Dr. Burton pointed to an editorial written by the North American Spine Society that took exception to the two studies, noting a “disconnect” between them and earlier studies (Spine J 2010;10:238-240). The editorial alleged that patient selection was not well controlled, the populations were enriched for patients with less severe pain, the sham procedures were equivalent to a facet block and the outcomes reporting was unduly complicated. Dr. Burton elaborated on these complaints, noting that screening 1,813 patients to enroll only 131 in one of the studies amounted to selection bias. He added that the trials were underpowered and that high crossovers from the sham procedure to vertebroplasty, and not the reverse, implied efficacy for the procedure.
“If these studies had a positive result, they would have been rejected for these reasons,” he maintained.
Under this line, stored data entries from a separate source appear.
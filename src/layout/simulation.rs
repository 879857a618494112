//! Velocity-Verlet force simulation in the style of d3-force.
//!
//! The arena is mutated in place every tick. Only [`super::engine`] touches
//! it; the outside world sees cloned snapshots.

use std::collections::HashMap;
use std::rc::Rc;

use rand::Rng;
use rand::rngs::SmallRng;

use crate::graph::{GraphEdge, GraphNode};

use super::config::LayoutConfig;
use super::constants::LAYER_COUNT;

/// A graph node with live simulation state.
#[derive(Clone, Debug)]
pub struct SimulationNode {
	/// The graph node being placed.
	pub node: Rc<GraphNode>,
	/// Position in graph units.
	pub x: f64,
	/// Position in graph units.
	pub y: f64,
	/// Velocity carried into the next tick.
	pub vx: f64,
	/// Velocity carried into the next tick.
	pub vy: f64,
	/// Pinned position, set while dragging.
	pub fx: Option<f64>,
	/// Pinned position, set while dragging.
	pub fy: Option<f64>,
	/// Band the node is pulled toward.
	pub layer: u8,
}

impl SimulationNode {
	/// Id of the underlying graph node.
	pub fn id(&self) -> &str {
		&self.node.id
	}
}

/// One end of a [`SimulationEdge`]: the raw node id until the simulation
/// resolves it to an index into the node list.
#[derive(Clone, Debug, PartialEq, Eq)]
pub enum EdgeEnd {
	/// Unresolved node id.
	Id(String),
	/// Index into the simulation's node list.
	Node(usize),
}

/// A graph edge between two simulated nodes.
#[derive(Clone, Debug)]
pub struct SimulationEdge {
	/// The graph edge being drawn.
	pub edge: Rc<GraphEdge>,
	/// Source end.
	pub source: EdgeEnd,
	/// Target end.
	pub target: EdgeEnd,
}

impl SimulationEdge {
	/// Unresolved edge; both ends hold ids.
	pub fn new(edge: Rc<GraphEdge>) -> Self {
		Self {
			source: EdgeEnd::Id(edge.source_node_id.clone()),
			target: EdgeEnd::Id(edge.target_node_id.clone()),
			edge,
		}
	}

	/// Id of the source node.
	pub fn source_id(&self) -> &str {
		&self.edge.source_node_id
	}

	/// Id of the target node.
	pub fn target_id(&self) -> &str {
		&self.edge.target_node_id
	}

	/// Node indices, once resolved.
	pub fn endpoints(&self) -> Option<(usize, usize)> {
		match (&self.source, &self.target) {
			(EdgeEnd::Node(s), EdgeEnd::Node(t)) => Some((*s, *t)),
			_ => None,
		}
	}
}

/// Tiny random offset that splits coincident nodes apart.
fn jiggle(rng: &mut SmallRng) -> f64 {
	(rng.random::<f64>() - 0.5) * 1e-6
}

/// Height of one layer band.
pub(crate) fn layer_band(height: f64) -> f64 {
	height / LAYER_COUNT as f64
}

#[derive(Clone, Debug)]
struct Link {
	source: usize,
	target: usize,
	distance: f64,
	strength: f64,
	bias: f64,
}

pub(crate) struct Simulation {
	nodes: Vec<SimulationNode>,
	edges: Vec<SimulationEdge>,
	links: Vec<Link>,
	radii: Vec<f64>,
	config: LayoutConfig,
	band: f64,
	center_x: f64,
	alpha: f64,
	alpha_target: f64,
	running: bool,
	ticks: u64,
	rng: SmallRng,
}

impl Simulation {
	/// Resolves edge endpoints against `nodes` and drops edges whose
	/// endpoints are missing. Returns the simulation and the number dropped.
	pub(crate) fn new(
		nodes: Vec<SimulationNode>,
		edges: Vec<SimulationEdge>,
		config: &LayoutConfig,
		width: f64,
		height: f64,
		rng: SmallRng,
	) -> (Self, usize) {
		let index: HashMap<&str, usize> = nodes
			.iter()
			.enumerate()
			.map(|(i, n)| (n.id(), i))
			.collect();

		let total = edges.len();
		let resolved: Vec<SimulationEdge> = edges
			.into_iter()
			.filter_map(|mut e| {
				let s = *index.get(e.source_id())?;
				let t = *index.get(e.target_id())?;
				e.source = EdgeEnd::Node(s);
				e.target = EdgeEnd::Node(t);
				Some(e)
			})
			.collect();
		let dropped = total - resolved.len();

		let mut degree = vec![0usize; nodes.len()];
		for (s, t) in resolved.iter().filter_map(SimulationEdge::endpoints) {
			degree[s] += 1;
			degree[t] += 1;
		}
		let links = resolved
			.iter()
			.filter_map(|e| {
				let (source, target) = e.endpoints()?;
				let (ds, dt) = (degree[source] as f64, degree[target] as f64);
				Some(Link {
					source,
					target,
					distance: e
						.edge
						.edge_type
						.style()
						.distance
						.unwrap_or(config.default_link_distance),
					strength: 1.0 / ds.min(dt),
					bias: ds / (ds + dt),
				})
			})
			.collect();

		let radii = nodes
			.iter()
			.map(|n| n.node.node_type.radius() + config.collision_padding)
			.collect();

		let simulation = Self {
			nodes,
			edges: resolved,
			links,
			radii,
			config: config.clone(),
			band: layer_band(height),
			center_x: width / 2.0,
			alpha: 1.0,
			alpha_target: 0.0,
			running: true,
			ticks: 0,
			rng,
		};
		(simulation, dropped)
	}

	pub(crate) fn nodes(&self) -> &[SimulationNode] {
		&self.nodes
	}

	pub(crate) fn nodes_mut(&mut self) -> &mut [SimulationNode] {
		&mut self.nodes
	}

	pub(crate) fn edges(&self) -> &[SimulationEdge] {
		&self.edges
	}

	pub(crate) fn alpha(&self) -> f64 {
		self.alpha
	}

	pub(crate) fn ticks(&self) -> u64 {
		self.ticks
	}

	pub(crate) fn is_running(&self) -> bool {
		self.running
	}

	pub(crate) fn stop(&mut self) {
		self.running = false;
	}

	/// Sets alpha and resumes ticking.
	pub(crate) fn restart_with_alpha(&mut self, alpha: f64) {
		self.alpha = alpha;
		self.running = true;
	}

	pub(crate) fn set_alpha_target(&mut self, target: f64) {
		self.alpha_target = target;
	}

	pub(crate) fn restart(&mut self) {
		self.running = true;
	}

	/// Advances one tick. Returns false once alpha has decayed below the
	/// stop threshold, after which the simulation no longer runs.
	pub(crate) fn tick(&mut self) -> bool {
		if !self.running {
			return false;
		}
		self.alpha += (self.alpha_target - self.alpha) * self.config.alpha_decay;
		let alpha = self.alpha;

		self.apply_links(alpha);
		self.apply_charge(alpha);
		self.apply_collision();
		self.apply_positioning(alpha);

		let retain = 1.0 - self.config.velocity_decay;
		for node in &mut self.nodes {
			match node.fx {
				Some(fx) => {
					node.x = fx;
					node.vx = 0.0;
				}
				None => {
					node.vx *= retain;
					node.x += node.vx;
				}
			}
			match node.fy {
				Some(fy) => {
					node.y = fy;
					node.vy = 0.0;
				}
				None => {
					node.vy *= retain;
					node.y += node.vy;
				}
			}
		}
		self.ticks += 1;

		if self.alpha < self.config.alpha_min {
			self.running = false;
		}
		self.running
	}

	fn apply_links(&mut self, alpha: f64) {
		for link in &self.links {
			let (s, t) = (&self.nodes[link.source], &self.nodes[link.target]);
			let mut x = t.x + t.vx - s.x - s.vx;
			let mut y = t.y + t.vy - s.y - s.vy;
			if x == 0.0 {
				x = jiggle(&mut self.rng);
			}
			if y == 0.0 {
				y = jiggle(&mut self.rng);
			}
			let mut l = (x * x + y * y).sqrt();
			l = (l - link.distance) / l * alpha * link.strength;
			x *= l;
			y *= l;

			let target = &mut self.nodes[link.target];
			target.vx -= x * link.bias;
			target.vy -= y * link.bias;
			let source = &mut self.nodes[link.source];
			source.vx += x * (1.0 - link.bias);
			source.vy += y * (1.0 - link.bias);
		}
	}

	/// Exact pairwise many-body force. Graphs here are tens to hundreds of
	/// nodes, so no Barnes-Hut approximation.
	fn apply_charge(&mut self, alpha: f64) {
		let strength = self.config.charge_strength;
		let n = self.nodes.len();
		for i in 0..n {
			let (xi, yi) = (self.nodes[i].x, self.nodes[i].y);
			let (mut dvx, mut dvy) = (0.0, 0.0);
			for j in 0..n {
				if i == j {
					continue;
				}
				let mut x = self.nodes[j].x - xi;
				let mut y = self.nodes[j].y - yi;
				let mut l = x * x + y * y;
				if x == 0.0 {
					x = jiggle(&mut self.rng);
					l += x * x;
				}
				if y == 0.0 {
					y = jiggle(&mut self.rng);
					l += y * y;
				}
				// distanceMin of 1
				if l < 1.0 {
					l = l.sqrt();
				}
				dvx += x * strength * alpha / l;
				dvy += y * strength * alpha / l;
			}
			self.nodes[i].vx += dvx;
			self.nodes[i].vy += dvy;
		}
	}

	fn apply_collision(&mut self) {
		let n = self.nodes.len();
		for i in 0..n {
			let ri = self.radii[i];
			let ri2 = ri * ri;
			let xi = self.nodes[i].x + self.nodes[i].vx;
			let yi = self.nodes[i].y + self.nodes[i].vy;
			for j in (i + 1)..n {
				let rj = self.radii[j];
				let r = ri + rj;
				let other = &self.nodes[j];
				let mut x = xi - other.x - other.vx;
				let mut y = yi - other.y - other.vy;
				let mut l = x * x + y * y;
				if l >= r * r {
					continue;
				}
				if x == 0.0 {
					x = jiggle(&mut self.rng);
					l += x * x;
				}
				if y == 0.0 {
					y = jiggle(&mut self.rng);
					l += y * y;
				}
				let dist = l.sqrt();
				let push = (r - dist) / dist;
				x *= push;
				y *= push;
				let rj2 = rj * rj;
				let share = rj2 / (ri2 + rj2);

				let node = &mut self.nodes[i];
				node.vx += x * share;
				node.vy += y * share;
				let other = &mut self.nodes[j];
				other.vx -= x * (1.0 - share);
				other.vy -= y * (1.0 - share);
			}
		}
	}

	/// Layer snap on Y, centering on X.
	fn apply_positioning(&mut self, alpha: f64) {
		let (band, center_x) = (self.band, self.center_x);
		let (layer_k, center_k) = (self.config.layer_strength, self.config.center_x_strength);
		for node in &mut self.nodes {
			let target_y = node.layer as f64 * band + band / 2.0;
			node.vy += (target_y - node.y) * layer_k * alpha;
			node.vx += (center_x - node.x) * center_k * alpha;
		}
	}
}

#[cfg(test)]
mod tests {
	use super::*;
	use crate::graph::{EdgeType, NodeType};
	use chrono::{TimeZone, Utc};
	use rand::SeedableRng;

	fn rng(seed: u64) -> SmallRng {
		SmallRng::seed_from_u64(seed)
	}

	fn node(id: &str, node_type: NodeType, x: f64, y: f64) -> SimulationNode {
		SimulationNode {
			node: Rc::new(GraphNode {
				id: id.to_owned(),
				node_type,
				label: id.to_owned(),
				verse_key: None,
				surah_id: None,
				metadata: Default::default(),
				created_at: Utc.with_ymd_and_hms(2024, 1, 1, 0, 0, 0).unwrap(),
			}),
			x,
			y,
			vx: 0.0,
			vy: 0.0,
			fx: None,
			fy: None,
			layer: node_type.layer(),
		}
	}

	fn edge(id: &str, source: &str, target: &str) -> SimulationEdge {
		SimulationEdge::new(Rc::new(GraphEdge {
			id: id.to_owned(),
			source_node_id: source.to_owned(),
			target_node_id: target.to_owned(),
			edge_type: EdgeType::References,
			weight: 1.0,
			created_at: Utc.with_ymd_and_hms(2024, 1, 1, 0, 0, 0).unwrap(),
		}))
	}

	fn run(sim: &mut Simulation) {
		for _ in 0..2000 {
			if !sim.tick() {
				break;
			}
		}
	}

	#[test]
	fn dangling_edges_are_dropped() {
		let nodes = vec![node("a", NodeType::Note, 10.0, 10.0), node("b", NodeType::Verse, 50.0, 50.0)];
		let edges = vec![edge("e1", "a", "b"), edge("e2", "a", "gone")];
		let (sim, dropped) = Simulation::new(nodes, edges, &LayoutConfig::default(), 700.0, 700.0, rng(1));
		assert_eq!(dropped, 1);
		assert_eq!(sim.edges().len(), 1);
		assert_eq!(sim.edges()[0].endpoints(), Some((0, 1)));
	}

	#[test]
	fn coincident_nodes_settle_to_finite_positions() {
		let nodes = (0..6)
			.map(|i| node(&format!("n{i}"), NodeType::Verse, 100.0, 100.0))
			.collect();
		let edges = vec![edge("e", "n0", "n1")];
		let (mut sim, _) = Simulation::new(nodes, edges, &LayoutConfig::default(), 700.0, 700.0, rng(3));
		run(&mut sim);
		assert!(!sim.is_running());
		for n in sim.nodes() {
			assert!(n.x.is_finite() && n.y.is_finite(), "{} at {},{}", n.id(), n.x, n.y);
		}
		// repulsion spread them out
		assert!(sim.nodes().iter().any(|n| (n.x - 100.0).abs() > 1.0));
	}

	#[test]
	fn nodes_drift_toward_their_layer() {
		let nodes = vec![
			node("c", NodeType::Concept, 200.0, 350.0),
			node("t", NodeType::Theme, 500.0, 350.0),
		];
		let (mut sim, _) = Simulation::new(nodes, vec![], &LayoutConfig::default(), 700.0, 700.0, rng(5));
		run(&mut sim);
		let (concept, theme) = (&sim.nodes()[0], &sim.nodes()[1]);
		assert!(concept.y < 350.0 && theme.y > 350.0, "concept {} theme {}", concept.y, theme.y);
	}

	#[test]
	fn pinned_node_stays_put() {
		let mut nodes = vec![node("a", NodeType::Note, 10.0, 10.0), node("b", NodeType::Verse, 20.0, 20.0)];
		nodes[0].fx = Some(123.0);
		nodes[0].fy = Some(45.0);
		let (mut sim, _) = Simulation::new(nodes, vec![edge("e", "a", "b")], &LayoutConfig::default(), 700.0, 700.0, rng(9));
		for _ in 0..10 {
			sim.tick();
		}
		assert_eq!((sim.nodes()[0].x, sim.nodes()[0].y), (123.0, 45.0));
	}

	#[test]
	fn alpha_target_keeps_it_running() {
		let nodes = vec![node("a", NodeType::Note, 10.0, 10.0)];
		let (mut sim, _) = Simulation::new(nodes, vec![], &LayoutConfig::default(), 700.0, 700.0, rng(2));
		sim.set_alpha_target(0.3);
		for _ in 0..2000 {
			sim.tick();
		}
		assert!(sim.is_running());
		assert!((sim.alpha() - 0.3).abs() < 0.01);
	}

	#[test]
	fn same_seed_splits_coincident_nodes_identically() {
		let settle = |seed| {
			let nodes = (0..4)
				.map(|i| node(&format!("n{i}"), NodeType::Note, 50.0, 50.0))
				.collect();
			let (mut sim, _) = Simulation::new(nodes, vec![], &LayoutConfig::default(), 700.0, 700.0, rng(seed));
			run(&mut sim);
			sim.nodes().iter().map(|n| (n.x, n.y)).collect::<Vec<_>>()
		};
		assert_eq!(settle(42), settle(42));
		assert_ne!(settle(42), settle(43));
	}

	#[test]
	fn jiggle_is_tiny() {
		let mut rng = rng(7);
		for _ in 0..100 {
			assert!(jiggle(&mut rng).abs() <= 0.5e-6);
		}
	}
}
Not All Positive Studies Are Sponsored
Dr. Burton then described several trials that showed a benefit of vertebroplasty. VERTOS II, conducted in 202 patients with acute VCF and significant pain, found that vertebroplasty offered immediate and sustained pain relief and improvements in quality of life and disability at an acceptable cost (Lancet 2010;376:1085-1092).
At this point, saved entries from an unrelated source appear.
use std::cell::Cell;
use std::collections::HashSet;
use std::rc::Rc;
use std::sync::Arc;

use leptos::prelude::*;
use leptos::task::spawn_local;
use log::{debug, error};

use crate::components::force_graph::ForceGraphCanvas;
use crate::graph::{
	BookmarkSource, GraphBuilder, GraphError, GraphFilter, KnowledgeGraph, NodeType, NoteSource,
	OntologyEnricher, OntologyTables, active_node_types, compute_stats,
};

use super::sample::SampleData;

/// Numbers graph requests so that only the newest one may publish.
#[derive(Clone, Default)]
struct LatestRequest(Rc<Cell<u64>>);

impl LatestRequest {
	fn issue(&self) -> u64 {
		let ticket = self.0.get() + 1;
		self.0.set(ticket);
		ticket
	}

	fn is_current(&self, ticket: u64) -> bool {
		self.0.get() == ticket
	}
}

/// Knowledge graph explorer over the sample collaborators
#[component]
pub fn Home() -> impl IntoView {
	let SampleData {
		bookmarks,
		notes,
		ontology,
	} = SampleData::new();
	let tags = notes.tags();
	let bookmarks: Rc<dyn BookmarkSource> = Rc::new(bookmarks);
	let notes: Rc<dyn NoteSource> = Rc::new(notes);
	let builder = Rc::new(GraphBuilder::new(bookmarks, notes));

	let (active_tag, set_active_tag) = signal(None::<String>);
	let (with_hadiths, set_with_hadiths) = signal(false);
	let (with_concepts, set_with_concepts) = signal(false);
	let (with_topics, set_with_topics) = signal(false);
	let (graph, set_graph) = signal(KnowledgeGraph::default());
	let (load_error, set_load_error) = signal(None::<Arc<GraphError>>);

	let (visible_types, set_visible_types) = signal(NodeType::ALL.into_iter().collect::<HashSet<_>>());
	let (search, set_search) = signal(String::new());
	let (show_labels, set_show_labels) = signal(true);
	let (show_particles, set_show_particles) = signal(false);
	let (reset, set_reset) = signal(0u32);

	let latest = LatestRequest::default();
	Effect::new(move |_| {
		let filter = match active_tag.get() {
			Some(tag) => GraphFilter::by_tag(tag),
			None => GraphFilter::all(),
		};
		let (hadiths, concepts, topics) = (with_hadiths.get(), with_concepts.get(), with_topics.get());
		let tables = OntologyTables {
			verse_hadiths: ontology.verse_hadiths.clone().filter(|_| hadiths),
			verse_concepts: ontology.verse_concepts.clone().filter(|_| concepts),
			hadith_topics: ontology.hadith_topics.clone().filter(|_| topics),
		};
		let builder = builder.clone();
		let latest = latest.clone();
		let ticket = latest.issue();
		spawn_local(async move {
			let result = builder.generate_graph(&filter).await;
			if !latest.is_current(ticket) {
				debug!("dropping graph for superseded request {ticket}");
				return;
			}
			match result {
				Ok(base) => {
					set_graph.set(OntologyEnricher::new(tables).enrich(base));
					set_load_error.set(None);
				}
				Err(e) => {
					error!("graph generation failed: {e}");
					set_load_error.set(Some(Arc::new(e)));
				}
			}
		});
	});

	let stats = Memo::new(move |_| compute_stats(&graph.get()));
	let present = Memo::new(move |_| active_node_types(&graph.get()));

	let toggle_type = move |node_type: NodeType| {
		set_visible_types.update(|types| {
			if !types.remove(&node_type) {
				types.insert(node_type);
			}
		});
	};

	view! {
		<ErrorBoundary fallback=|errors| {
			view! {
				<h1>"Uh oh! Something went wrong!"</h1>

				<p>"Errors: "</p>
				<ul>
					{move || {
						errors
							.get()
							.into_iter()
							.map(|(_, e)| view! { <li>{e.to_string()}</li> })
							.collect_view()
					}}
				</ul>
			}
		}>
			{move || match load_error.get() {
				Some(e) => Err(e),
				None => Ok(()),
			}}

			<div class="fullscreen-graph">
				<ForceGraphCanvas
					graph=graph
					visible_types=visible_types
					search=search
					active_tag=active_tag
					show_labels=show_labels
					show_particles=show_particles
					reset=reset
					fullscreen=true
				/>
				<div class="graph-overlay">
					<h1>"Knowledge Graph"</h1>
					<p class="subtitle">
						"Hover to highlight neighbours, click to lock. Drag nodes, scroll to zoom, drag the background to pan."
					</p>

					<div class="graph-controls">
						<select on:change=move |ev| {
							let tag = event_target_value(&ev);
							set_active_tag.set((!tag.is_empty()).then_some(tag));
						}>
							<option value="">"All tags"</option>
							{tags
								.into_iter()
								.map(|tag| view! { <option value=tag.clone()>{tag.clone()}</option> })
								.collect_view()}
						</select>

						<label>
							<input
								type="checkbox"
								prop:checked=with_hadiths
								on:change=move |ev| set_with_hadiths.set(event_target_checked(&ev))
							/>
							"Related hadith"
						</label>
						<label>
							<input
								type="checkbox"
								prop:checked=with_concepts
								on:change=move |ev| set_with_concepts.set(event_target_checked(&ev))
							/>
							"Quranic concepts"
						</label>
						<label>
							<input
								type="checkbox"
								prop:checked=with_topics
								on:change=move |ev| set_with_topics.set(event_target_checked(&ev))
							/>
							"Hadith topics"
						</label>

						<input
							type="search"
							placeholder="Search nodes..."
							on:input=move |ev| set_search.set(event_target_value(&ev))
						/>

						<label>
							<input
								type="checkbox"
								prop:checked=show_labels
								on:change=move |ev| set_show_labels.set(event_target_checked(&ev))
							/>
							"Labels"
						</label>
						<label>
							<input
								type="checkbox"
								prop:checked=show_particles
								on:change=move |ev| set_show_particles.set(event_target_checked(&ev))
							/>
							"Particles"
						</label>
						<button on:click=move |_| set_reset.update(|n| *n += 1)>"Reset view"</button>
					</div>

					<ul class="graph-legend">
						{move || {
							present
								.get()
								.into_iter()
								.map(|node_type| {
									let style = node_type.style();
									let hidden = move || !visible_types.get().contains(&node_type);
									view! {
										<li class:hidden=hidden on:click=move |_| toggle_type(node_type)>
											<span
												class="swatch"
												style=format!("background: {}", style.color)
											></span>
											{style.legend}
											" "
											{move || stats.get().nodes_of(node_type)}
										</li>
									}
								})
								.collect_view()
						}}
					</ul>
					<p class="graph-totals">
						{move || {
							let s = stats.get();
							format!("{} nodes, {} edges", s.total_nodes, s.total_edges)
						}}
					</p>
				</div>
			</div>
		</ErrorBoundary>
	}
}

#[cfg(test)]
mod tests {
	use super::*;

	#[test]
	fn superseded_request_may_not_publish() {
		let latest = LatestRequest::default();
		let first = latest.issue();
		let second = latest.issue();
		// the newer request lands first, then the older one arrives late
		assert!(latest.is_current(second));
		assert!(!latest.is_current(first));

		let third = latest.clone().issue();
		assert!(!latest.is_current(second));
		assert!(latest.is_current(third));
	}
}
“This study was sponsored by The Netherlands Organisation for Health Research and Development, the Dutch equivalent of our National Institutes of Health, which disputes the notion that all positive trials are industry-sponsored,” he added.
Two balloon kyphoplasty studies also showed results in favor of vertebroplasty. The FREE (Fracture Reduction Evaluation) trial found that balloon kyphoplasty provided greater improvements at one month than nonsurgical management, with results sustained through 12 months and improvements observed in six secondary outcomes (Lancet 2009;373:1016-1024).
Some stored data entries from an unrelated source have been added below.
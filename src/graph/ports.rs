//! Collaborator ports consumed by the graph core.
//!
//! Persistence is someone else's problem: anything that can answer these
//! queries (IndexedDB, SQLite, an in-memory vector) can feed the builder.
//! The model is single-threaded, so futures are not required to be `Send`.

use std::collections::HashMap;

use async_trait::async_trait;
use serde::{Deserialize, Serialize};

use super::error::SourceError;
use super::types::{Bookmark, Note};

/// Read access to the user's bookmarks.
#[async_trait(?Send)]
pub trait BookmarkSource {
	/// Every bookmark.
	async fn get_all(&self) -> Result<Vec<Bookmark>, SourceError>;
	/// Bookmarks within one surah.
	async fn get_by_surah(&self, surah_id: u32) -> Result<Vec<Bookmark>, SourceError>;
	/// At most one bookmark exists per verse.
	async fn get_by_verse_key(&self, verse_key: &str) -> Result<Option<Bookmark>, SourceError>;
}

/// Read access to the user's notes.
#[async_trait(?Send)]
pub trait NoteSource {
	/// Every note.
	async fn get_all(&self) -> Result<Vec<Note>, SourceError>;
	/// Notes about a surah, whole or through any cited verse.
	async fn get_by_surah(&self, surah_id: u32) -> Result<Vec<Note>, SourceError>;
	/// Notes citing one verse.
	async fn get_by_verse_key(&self, verse_key: &str) -> Result<Vec<Note>, SourceError>;
	/// Notes carrying a tag.
	async fn get_by_tag(&self, tag: &str) -> Result<Vec<Note>, SourceError>;
}

/// A Quranic concept attached to a verse.
#[derive(Clone, Debug, PartialEq, Eq, Serialize, Deserialize)]
#[serde(rename_all = "camelCase")]
pub struct ConceptRef {
	/// Concept id, e.g. `sabr`.
	pub id: String,
	/// Short gloss, kept in node metadata.
	#[serde(default, skip_serializing_if = "Option::is_none")]
	pub definition: Option<String>,
}

impl ConceptRef {
	/// A concept without a definition.
	pub fn new(id: impl Into<String>) -> Self {
		Self {
			id: id.into(),
			definition: None,
		}
	}
}

/// Pre-fetched ontology lookups. A `None` table disables its tier; an empty
/// table runs the tier and finds nothing.
#[derive(Clone, Debug, Default, Serialize, Deserialize)]
#[serde(rename_all = "camelCase")]
pub struct OntologyTables {
	/// verse key -> hadith ids
	#[serde(default)]
	pub verse_hadiths: Option<HashMap<String, Vec<String>>>,
	/// verse key -> concepts
	#[serde(default)]
	pub verse_concepts: Option<HashMap<String, Vec<ConceptRef>>>,
	/// hadith id -> topic names
	#[serde(default)]
	pub hadith_topics: Option<HashMap<String, Vec<String>>>,
}

impl OntologyTables {
	/// Enables the hadith tier.
	pub fn with_verse_hadiths(mut self, table: HashMap<String, Vec<String>>) -> Self {
		self.verse_hadiths = Some(table);
		self
	}

	/// Enables the concept tier.
	pub fn with_verse_concepts(mut self, table: HashMap<String, Vec<ConceptRef>>) -> Self {
		self.verse_concepts = Some(table);
		self
	}

	/// Enables the topic tier.
	pub fn with_hadith_topics(mut self, table: HashMap<String, Vec<String>>) -> Self {
		self.hadith_topics = Some(table);
		self
	}
}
“This was a large prospective study with rigorous criteria and lots of controls,” Dr. Burton noted.
A 2011 study found that balloon kyphoplasty was superior to nonsurgical management (Lancet Oncol 2011;12:225-235). At one month, patients randomized to the kyphoplasty group (n=65) experienced rapid back relief, with an 8.3-point improvement in back function as measured by the Roland-Morris Disability Questionnaire versus a mean change of 0.1 points in the control group (n=52). Additionally, 75% of patients in the kyphoplasty group reached the meaningful self-care threshold (≥70 score) compared with 39% in the control group. The most common adverse events within the first month were back pain (four of 70 in the kyphoplasty group and five of 64 in the control group) and symptomatic vertebral fracture (two in the kyphoplasty group and three in the control group).
“For painful VCFs in patients with cancer, balloon kyphoplasty is an effective treatment that rapidly reduces pain and improves function,” Dr. Burton maintained.
He further noted that minor complications are rare, major complications are very rare and the majority of complications are transient and self-limited. “Also, there are downsides to conservative care,” he added.
Statistical Improvement Only
Dr. de Leon-Casasola, however, questioned whether the differences seen in the positive trials were actually clinically meaningful. In VERTOS II, the difference in pain as measured by a visual analog scale was 2.6 at one month and 2.0 at one year, and analgesic use was reduced at one day, one week and one month, but thereafter the difference lost statistical significance. Furthermore, function was not improved, opioid consumption was similar and comprehensive medical management was not well defined.
“This was a statistical improvement only. Vertebral augmentation does not do anything after one month of the procedure, and the costs are significantly higher,” Dr. de Leon-Casasola concluded. “I have had patients who became pain-free after these procedures and have brought me fruit baskets, but a few months later they are back in my office.”